#### AIM OF THE EXERCISE
Reproduce exactly the lines that run from the start of the records below to the line with "zone, ENS and", inclusive.

Stored items:

+ + + +

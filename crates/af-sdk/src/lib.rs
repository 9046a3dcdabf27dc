//! # af-sdk
//!
//! Client for the Alternate Futures platform API.
//!
//! Covers the calls the `af` CLI core makes directly: domain, zone, ENS and
//! deployment lookups used while waiting on eventually-consistent state, and
//! the current user. Requests are GraphQL over HTTPS, authenticated with a
//! personal access token.
//!
//! Remote failures come back as [`SdkError`] variants classified from the
//! GraphQL error code, so callers can match on them exhaustively.

#![forbid(unsafe_code)]
#![warn(missing_docs)]

pub mod api;
pub mod client;
pub mod error;
pub mod types;

pub use api::{DomainsApi, EnsApi, SitesApi};
pub use client::{Domains, Ens, PersonalAccessTokenService, SdkClient, SdkOptions, Sites, Users};
pub use error::SdkError;
pub use types::{
    Deployment, DeploymentStatus, Domain, DomainStatus, EnsRecord, EnsRecordStatus, User, Zone,
    ZoneRef,
};
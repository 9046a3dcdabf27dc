//! Waiting for eventually-consistent platform state.
//!
//! Each helper wraps one resource lookup in [`check_periodically_until`].
//! `Ok(None)` / `false` means the budget ran out while the resource was still
//! changing; callers tell the user to check back later.

use std::convert::Infallible;

use af_sdk::{
    DeploymentStatus, DomainStatus, DomainsApi, EnsApi, EnsRecordStatus, SdkError, SitesApi,
};
use tracing::debug;

use crate::poll::{PollPolicy, check_periodically_until};

/// Wait until a domain's creation settles.
///
/// Resolves with [`DomainStatus::Created`] or [`DomainStatus::CreatingFailed`].
///
/// # Errors
///
/// Returns the first lookup error.
pub async fn wait_for_domain_creation_result<D: DomainsApi>(
    domains: &D,
    hostname: &str,
    policy: PollPolicy,
) -> Result<Option<DomainStatus>, SdkError> {
    check_periodically_until(policy, move || async move {
        domains.get_by_hostname(hostname).await.map(|domain| {
            debug!(hostname, status = ?domain.status, "domain status");
            domain.status.is_creation_settled().then_some(domain.status)
        })
    })
    .await
}

/// Wait until an ENS record's verification settles.
///
/// Resolves with [`EnsRecordStatus::Active`] or
/// [`EnsRecordStatus::VerifyingFailed`].
///
/// # Errors
///
/// Returns the first lookup error.
pub async fn wait_for_ens_record_verification_result<E: EnsApi>(
    ens: &E,
    id: &str,
    policy: PollPolicy,
) -> Result<Option<EnsRecordStatus>, SdkError> {
    check_periodically_until(policy, move || async move {
        ens.get(id).await.map(|record| {
            debug!(id, status = ?record.status, "ens record status");
            record.status.is_verification_settled().then_some(record.status)
        })
    })
    .await
}

/// Wait until a deployment's release settles.
///
/// Resolves with [`DeploymentStatus::ReleaseCompleted`] or
/// [`DeploymentStatus::ReleaseFailed`].
///
/// # Errors
///
/// Returns the first lookup error.
pub async fn wait_for_deployment_result<S: SitesApi>(
    sites: &S,
    deployment_id: &str,
    policy: PollPolicy,
) -> Result<Option<DeploymentStatus>, SdkError> {
    check_periodically_until(policy, move || async move {
        sites.get_deployment(deployment_id).await.map(|deployment| {
            debug!(deployment_id, status = ?deployment.status, "deployment status");
            deployment.status.is_release_settled().then_some(deployment.status)
        })
    })
    .await
}

/// Wait until a domain lookup reports [`SdkError::NotFound`].
///
/// Returns `false` if the domain still exists when the budget runs out.
pub async fn wait_until_domain_deleted<D: DomainsApi>(
    domains: &D,
    domain_id: &str,
    policy: PollPolicy,
) -> bool {
    wait_until_gone(policy, "domain", domain_id, move || domains.get(domain_id)).await
}

/// Wait until a DNS zone lookup reports [`SdkError::NotFound`].
///
/// Returns `false` if the zone still exists when the budget runs out.
pub async fn wait_until_zone_deleted<D: DomainsApi>(
    domains: &D,
    zone_id: &str,
    policy: PollPolicy,
) -> bool {
    wait_until_gone(policy, "zone", zone_id, move || domains.get_zone(zone_id)).await
}

/// Wait until an ENS record lookup reports [`SdkError::NotFound`].
///
/// Returns `false` if the record still exists when the budget runs out.
pub async fn wait_until_ens_record_deleted<E: EnsApi>(
    ens: &E,
    id: &str,
    policy: PollPolicy,
) -> bool {
    wait_until_gone(policy, "ens record", id, move || ens.get(id)).await
}

async fn wait_until_gone<T, F, Fut>(policy: PollPolicy, kind: &str, id: &str, mut lookup: F) -> bool
where
    F: FnMut() -> Fut,
    Fut: std::future::Future<Output = Result<T, SdkError>>,
{
    let result: Result<Option<()>, Infallible> = check_periodically_until(policy, || {
        let pending = lookup();
        async move {
            match pending.await {
                Ok(_) => Ok(None),
                Err(e) if e.is_not_found() => Ok(Some(())),
                Err(e) => {
                    debug!(kind, id, error = %e, "lookup failed, retrying");
                    Ok(None)
                }
            }
        }
    })
    .await;

    matches!(result, Ok(Some(())))
}
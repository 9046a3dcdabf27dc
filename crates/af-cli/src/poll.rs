//! Bounded polling of remote state.
//!
//! Every wait in the CLI (login token issuance, domain provisioning, ENS
//! verification, deployment release) is a condition evaluated on a fixed
//! period until it yields a value or the try budget runs out.
//!
//! A condition returns `Ok(None)` for "not done yet" and `Ok(Some(v))` for a
//! terminal result. `Some(false)`, `Some(0)` and `Some("")` are results like
//! any other. Errors are not retried: a condition that wants to ride out
//! transient failures maps them to `Ok(None)` itself.

use std::future::Future;
use std::time::Duration;

use tokio_util::sync::CancellationToken;
use tracing::trace;

/// Spacing and budget for one poll.
#[derive(Debug, Clone, Copy, PartialEq, Eq)]
pub struct PollPolicy {
    /// Delay between the end of one attempt and the start of the next.
    pub period: Duration,
    /// Maximum number of attempts. Zero is treated as one.
    pub tries: u32,
}

impl PollPolicy {
    /// CLI login session: waits on a human in a browser.
    pub const CLI_SESSION: Self = Self::new(Duration::from_secs(2), 500);

    /// Domain, zone and ENS record state changes.
    pub const RESOURCE: Self = Self::new(Duration::from_secs(6), 10);

    /// Site deployment release.
    pub const DEPLOYMENT: Self = Self::new(Duration::from_secs(6), 30);

    /// Create a policy.
    #[must_use]
    pub const fn new(period: Duration, tries: u32) -> Self {
        Self { period, tries }
    }

    /// Upper bound on time spent sleeping between attempts.
    #[must_use]
    pub fn max_wait(&self) -> Duration {
        self.period * self.tries.max(1).saturating_sub(1)
    }
}

/// How a cancellable poll ended.
#[derive(Debug, Clone, PartialEq, Eq)]
pub enum PollOutcome<T> {
    /// The condition produced a value.
    Ready(T),
    /// The try budget was exhausted.
    TimedOut,
    /// The cancellation token fired.
    Cancelled,
}

impl<T> PollOutcome<T> {
    /// The value, if the poll completed.
    pub fn ready(self) -> Option<T> {
        match self {
            Self::Ready(value) => Some(value),
            Self::TimedOut | Self::Cancelled => None,
        }
    }
}

/// Evaluate `condition` until it yields a value or `policy.tries` attempts
/// were made.
///
/// Returns `Ok(None)` on timeout. Attempts run strictly one after another;
/// there is no delay after the last one.
///
/// # Errors
///
/// Returns the condition's error as soon as one attempt fails.
pub async fn check_periodically_until<T, E, F, Fut>(
    policy: PollPolicy,
    condition: F,
) -> Result<Option<T>, E>
where
    F: FnMut() -> Fut,
    Fut: Future<Output = Result<Option<T>, E>>,
{
    let never = CancellationToken::new();
    let outcome = check_periodically_until_cancelled(policy, &never, condition).await?;
    Ok(outcome.ready())
}

/// Like [`check_periodically_until`], but stops early when `cancel` fires.
///
/// Cancellation is checked before each attempt and raced against each
/// inter-attempt delay. An attempt already in flight is awaited.
///
/// # Errors
///
/// Returns the condition's error as soon as one attempt fails.
pub async fn check_periodically_until_cancelled<T, E, F, Fut>(
    policy: PollPolicy,
    cancel: &CancellationToken,
    mut condition: F,
) -> Result<PollOutcome<T>, E>
where
    F: FnMut() -> Fut,
    Fut: Future<Output = Result<Option<T>, E>>,
{
    let tries = policy.tries.max(1);

    for attempt in 1..=tries {
        if cancel.is_cancelled() {
            trace!(attempt, "poll cancelled");
            return Ok(PollOutcome::Cancelled);
        }

        if let Some(value) = condition().await? {
            trace!(attempt, "poll condition satisfied");
            return Ok(PollOutcome::Ready(value));
        }

        trace!(attempt, tries, "poll condition pending");

        if attempt < tries {
            tokio::select! {
                () = cancel.cancelled() => {
                    trace!(attempt, "poll cancelled while waiting");
                    return Ok(PollOutcome::Cancelled);
                }
                () = tokio::time::sleep(policy.period) => {}
            }
        }
    }

    Ok(PollOutcome::TimedOut)
}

+ + + +

#### SOLVED PROBLEM
filename crates/af-sdk/src/lib.rs
repository 9046a3dcdabf27dc
//! # af-sdk
//!
//! Client for the Alternate Futures platform API.
//!
//! Covers the calls the `af` CLI core makes directly: domain, zone, ENS and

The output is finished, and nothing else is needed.